J’aime me pirater moi-même
En cette période de joyeuse pagaille hadopienne, voici un extrait assez croustillant d’une interview de Paulo Coelho parue le 19 avril 2009 dans Le Matin:
Vous soutenez aussi les sites où les gens peuvent télécharger gratuitement vos livres…
Ah! Vous êtes au courant…
Une question s’impose: qu’en pensent vos éditeurs?
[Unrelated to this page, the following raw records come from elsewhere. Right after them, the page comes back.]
#![forbid(unsafe_code)]
use std::fs;
use std::path::PathBuf;
use std::process;

use clap::{ArgAction, CommandFactory, Parser, ValueEnum};
use deltachain::{digest, BsdiffEngine, DeltaEngine, Error, Patcher};
#[cfg(windows)]
use deltachain::MsDeltaEngine;
use log::{debug, LevelFilter};

#[derive(ValueEnum, Clone, Copy, Debug, PartialEq, Eq)]
enum EngineKind {
    /// Windows delta compression API
    #[cfg(windows)]
    Msdelta,
    /// portable engine for bsdiff 4.x payloads
    Bsdiff,
}

#[cfg(windows)]
const DEFAULT_ENGINE: EngineKind = EngineKind::Msdelta;
#[cfg(not(windows))]
const DEFAULT_ENGINE: EngineKind = EngineKind::Bsdiff;

#[derive(Parser, Debug)]
#[command(
    name = "deltapatch",
    version,
    about = "apply a chain of delta patches to a file",
    long_about = None,
)]
struct DeltapatchArgs {
    /// file to patch
    #[arg(short = 'i', long = "input-file", value_name = "INPUT")]
    input_path: PathBuf,

    /// destination to write the patched file to
    #[arg(short = 'o', long = "output-file", value_name = "OUTPUT")]
    output_path: Option<PathBuf>,

    /// don't write the result, only check the chain applies and print its hash
    #[arg(short = 'd', long)]
    dry_run: bool,

    /// let the engine accept the legacy PA19 format
    #[arg(short = 'l', long)]
    legacy: bool,

    /// delta engine
    #[arg(short = 'e', long, value_enum, default_value_t = DEFAULT_ENGINE)]
    engine: EngineKind,

    /// more logging (repeatable)
    #[arg(short = 'v', long, action = ArgAction::Count)]
    verbose: u8,

    /// only log errors
    #[arg(short = 'q', long, conflicts_with = "verbose")]
    quiet: bool,

    /// patches to apply, in order
    #[arg(value_name = "PATCH", required = true)]
    patch_paths: Vec<PathBuf>,
}

fn main() {
    let args = DeltapatchArgs::parse();
    init_logger(&args);

    if !args.dry_run && args.output_path.is_none() {
        eprintln!("Either specify -d or -o");
        DeltapatchArgs::command().print_help().ok();
        process::exit(1);
    }

    if let Err(e) = execute(args) {
        eprintln!("error: {}", e);
        process::exit(1);
    }
}

fn init_logger(args: &DeltapatchArgs) {
    let level = match (args.verbose, args.quiet) {
        (0, true) => LevelFilter::Error,
        (0, false) => LevelFilter::Warn,
        (1, _) => LevelFilter::Info,
        (2, _) => LevelFilter::Debug,
        _ => LevelFilter::Trace,
    };
    // RUST_LOG, when set, takes precedence over -v/-q
    env_logger::Builder::new()
        .filter_level(level)
        .parse_default_env()
        .init();
}

fn execute(args: DeltapatchArgs) -> Result<(), Error> {
    // load input and patches
    let source = fs::read(&args.input_path)?;
    debug!("{:?}: {} bytes", args.input_path, source.len());
    let mut patches = Vec::with_capacity(args.patch_paths.len());
    for path in args.patch_paths.iter() {
        let patch = fs::read(path)?;
        debug!("{:?}: {} bytes", path, patch.len());
        patches.push(patch);
    }

    match args.engine {
        #[cfg(windows)]
        EngineKind::Msdelta => run(&MsDeltaEngine::new(), &args, &source[..], &patches[..]),
        EngineKind::Bsdiff => run(&BsdiffEngine::new(), &args, &source[..], &patches[..]),
    }
}

fn run<E: DeltaEngine>(
    engine: &E,
    args: &DeltapatchArgs,
    source: &[u8],
    patches: &[Vec<u8>],
) -> Result<(), Error> {
    let patched = Patcher::new(engine)
        .legacy(args.legacy)
        .apply_chain(source, patches)?;

    if !args.dry_run {
        if let Some(ref output_path) = args.output_path {
            fs::write(output_path, &patched[..])?;
        }
    }

    let n = patches.len();
    println!(
        "Applied {} patch{} successfully",
        n,
        if n > 1 { "es" } else { "" }
    );
    println!("Final hash: {}", digest(&patched[..]));
    Ok(())
}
Ils essaient de l’ignorer, parce que l’on ne va pas se battre à cause de ça. Et puis, ça ne m’a jamais empêché de vendre un exemplaire. Les gens lisent les premières pages, et s’ils aiment, ils vont acheter le livre. Mon rêve, c’est de diffuser mes textes, de partager mon coeur et mon âme. Internet est un des meilleurs outils de diffusion. Mais je n’ai pas le droit de mettre en ligne les traductions – celles-ci appartiennent aux éditeurs. Alors je cherche parmi les sites pirates, et quand je trouve un site où télécharger gratuitement mes textes, je mets le lien sur mon blog. Si les éditeurs me font un reproche, je dis que je n’ai rien fait, que ce n’est pas moi qui l’ai mis en ligne!
Cela vous amuse?
Je l’avoue: me pirater moi-même, c’est très agréable!